If I may ask, is this for a clarification on sanctions in terms of evaluation? I see it is.
As you know, there are different systems across different countries, and the legal basis of those systems will affect how they deal with different discussions on sanctions.
In the U.K., we understand that there are a lot of discussions in Parliament, but as such, parliamentary committees just simply use regular means to express their views to the government, and the government will respond.
In the U.S., the division of power is very different in that context. Bills can be moved by different parts of the Congress, so those discussions will vary a lot. What has been happening over the years is that it is often through executive orders by the administration that sanctions decisions are made.

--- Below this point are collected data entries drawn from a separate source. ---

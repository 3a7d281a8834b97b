//! In-process metric events for ingestion, search and answer generation.
//!
//! A [`MetricRecorder`] belongs to one [`Radiate`](crate::Radiate)
//! instance. Every recorded event is kept in memory and also emitted as a
//! `tracing` event on the `radiate::metrics` target, so it reaches whatever
//! subscriber the application installed.

use std::future::Future;
use std::path::Path;
use std::sync::Mutex;
use std::time::{Duration, Instant};

use chrono::{DateTime, Utc};
use serde::Serialize;
use serde_json::{json, Map, Value};

use crate::error::Result;

#[derive(Debug, Clone, PartialEq, Serialize)]
pub struct MetricEvent {
    pub metric: String,
    pub value: Value,
    #[serde(skip_serializing_if = "Option::is_none")]
    pub unit: Option<String>,
    pub extra: Map<String, Value>,
    pub timestamp: DateTime<Utc>,
}

#[derive(Debug, Default)]
pub struct MetricRecorder {
    events: Mutex<Vec<MetricEvent>>,
}

fn round4(secs: f64) -> f64 {
    (secs * 10_000.0).round() / 10_000.0
}

fn seconds(d: Duration) -> f64 {
    round4(d.as_secs_f64())
}

impl MetricRecorder {
    pub fn new() -> Self {
        Self::default()
    }

    pub fn record(
        &self,
        name: &str,
        value: impl Into<Value>,
        unit: Option<&str>,
        extra: Map<String, Value>,
    ) {
        let event = MetricEvent {
            metric: name.to_string(),
            value: value.into(),
            unit: unit.map(str::to_string),
            extra,
            timestamp: Utc::now(),
        };
        let extra = Value::Object(event.extra.clone());
        tracing::info!(
            target: "radiate::metrics",
            metric = %event.metric,
            value = %event.value,
            unit = event.unit.as_deref().unwrap_or(""),
            extra = %extra,
            "metric"
        );
        self.events
            .lock()
            .unwrap_or_else(|e| e.into_inner())
            .push(event);
    }

    /// Await `fut` and record `{name}_duration` in seconds.
    pub async fn time<F: Future>(&self, name: &str, fut: F) -> F::Output {
        let started = Instant::now();
        let output = fut.await;
        self.record(
            &format!("{}_duration", name),
            seconds(started.elapsed()),
            Some("sec"),
            Map::new(),
        );
        output
    }

    pub fn log_ingest_stats(
        &self,
        path: &Path,
        total_chunks: usize,
        avg_chunk_tokens: f64,
        errors: usize,
    ) {
        self.record(
            "ingest_file",
            path.display().to_string(),
            None,
            object(json!({
                "total_chunks": total_chunks,
                "avg_chunk_tokens": avg_chunk_tokens,
                "errors": errors,
            })),
        );
    }

    pub fn log_search_stats(
        &self,
        query: &str,
        latency: Duration,
        retrieved: usize,
        reranked: Option<usize>,
    ) {
        let mut extra = object(json!({
            "retrieved_chunks": retrieved,
            "latency_sec": seconds(latency),
        }));
        if let Some(reranked) = reranked {
            extra.insert("reranked_chunks".to_string(), json!(reranked));
        }
        self.record("search_query", query, None, extra);
    }

    /// `prompt_tokens` is a whitespace word count of the prompt.
    pub fn log_llm_stats(&self, prompt: &str, latency: Duration, answer_tokens: u64) {
        self.record(
            "llm_call",
            Value::Null,
            None,
            object(json!({
                "prompt_tokens": prompt.split_whitespace().count(),
                "latency_sec": seconds(latency),
                "answer_tokens": answer_tokens,
            })),
        );
    }

    /// Snapshot of every event recorded so far, oldest first.
    pub fn events(&self) -> Vec<MetricEvent> {
        self.events
            .lock()
            .unwrap_or_else(|e| e.into_inner())
            .clone()
    }

    /// Write all events as a pretty-printed JSON array.
    pub fn save_to_file(&self, path: &Path) -> Result<()> {
        let events = self.events();
        let json = serde_json::to_string_pretty(&events)?;
        std::fs::write(path, json)?;
        tracing::info!(path = %path.display(), events = events.len(), "saved metrics");
        Ok(())
    }
}

fn object(value: Value) -> Map<String, Value> {
    match value {
        Value::Object(map) => map,
        _ => Map::new(),
    }
}

#[cfg(test)]
mod tests {
    use super::*;

    #[test]
    fn record_with_extra_fields_is_logged_and_kept() {
        let subscriber = tracing_subscriber::fmt().with_test_writer().finish();
        tracing::subscriber::with_default(subscriber, || {
            let recorder = MetricRecorder::new();
            recorder.record("files_scanned", 3, Some("count"), object(json!({"dir": "docs"})));
            let events = recorder.events();
            assert_eq!(events[0].value, 3);
            assert_eq!(events[0].extra["dir"], "docs");
        });
    }

    #[test]
    fn records_search_stats() {
        let recorder = MetricRecorder::new();
        recorder.log_search_stats("what is rust", Duration::from_millis(12), 5, Some(100));
        let events = recorder.events();
        assert_eq!(events.len(), 1);
        assert_eq!(events[0].metric, "search_query");
        assert_eq!(events[0].value, "what is rust");
        assert_eq!(events[0].extra["retrieved_chunks"], 5);
        assert_eq!(events[0].extra["reranked_chunks"], 100);
        assert_eq!(events[0].extra["latency_sec"], 0.012);
    }

    #[test]
    fn llm_stats_count_prompt_words() {
        let recorder = MetricRecorder::new();
        recorder.log_llm_stats("one two three", Duration::from_secs(1), 7);
        let event = &recorder.events()[0];
        assert_eq!(event.value, Value::Null);
        assert_eq!(event.extra["prompt_tokens"], 3);
        assert_eq!(event.extra["answer_tokens"], 7);
    }

    #[tokio::test]
    async fn time_records_duration() {
        let recorder = MetricRecorder::new();
        let out = recorder.time("embed", async { 41 + 1 }).await;
        assert_eq!(out, 42);
        let event = &recorder.events()[0];
        assert_eq!(event.metric, "embed_duration");
        assert_eq!(event.unit.as_deref(), Some("sec"));
    }

    #[test]
    fn saves_json_array() {
        let recorder = MetricRecorder::new();
        recorder.log_ingest_stats(Path::new("a.txt"), 3, 120.5, 0);
        let dir = tempfile::tempdir().unwrap();
        let path = dir.path().join("metrics.json");
        recorder.save_to_file(&path).unwrap();

        let saved: Value = serde_json::from_str(&std::fs::read_to_string(&path).unwrap()).unwrap();
        let arr = saved.as_array().unwrap();
        assert_eq!(arr.len(), 1);
        assert_eq!(arr[0]["metric"], "ingest_file");
        assert_eq!(arr[0]["extra"]["total_chunks"], 3);
        assert!(arr[0]["timestamp"].is_string());
    }
}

In terms of the EU, again it's complicated by the different levels of intervention in terms of competence, if you like, and in terms of the sanctions responsibilities. In the EU, there is the commission that deals with external matters and the European Union itself, but there's a big role given to the member states. The member states need to put forward proposals for discussion. It goes through various levels of committees and discussions in the EU, depending on whether there are trade elements that can go to different committees, so in the end, those discussions are more complex for them because they have many members and consensus must be obtained. Then you have a process that goes forward through all those committees by consensus and that comes, in the end, with recommendations for decisions.
Once sanctions are agreed to, the implementation goes to the member states. The member states themselves have to put in place the sanctions or put the implementation measures in place.
That's a general overview of our key like-minded partners on autonomous sanctions.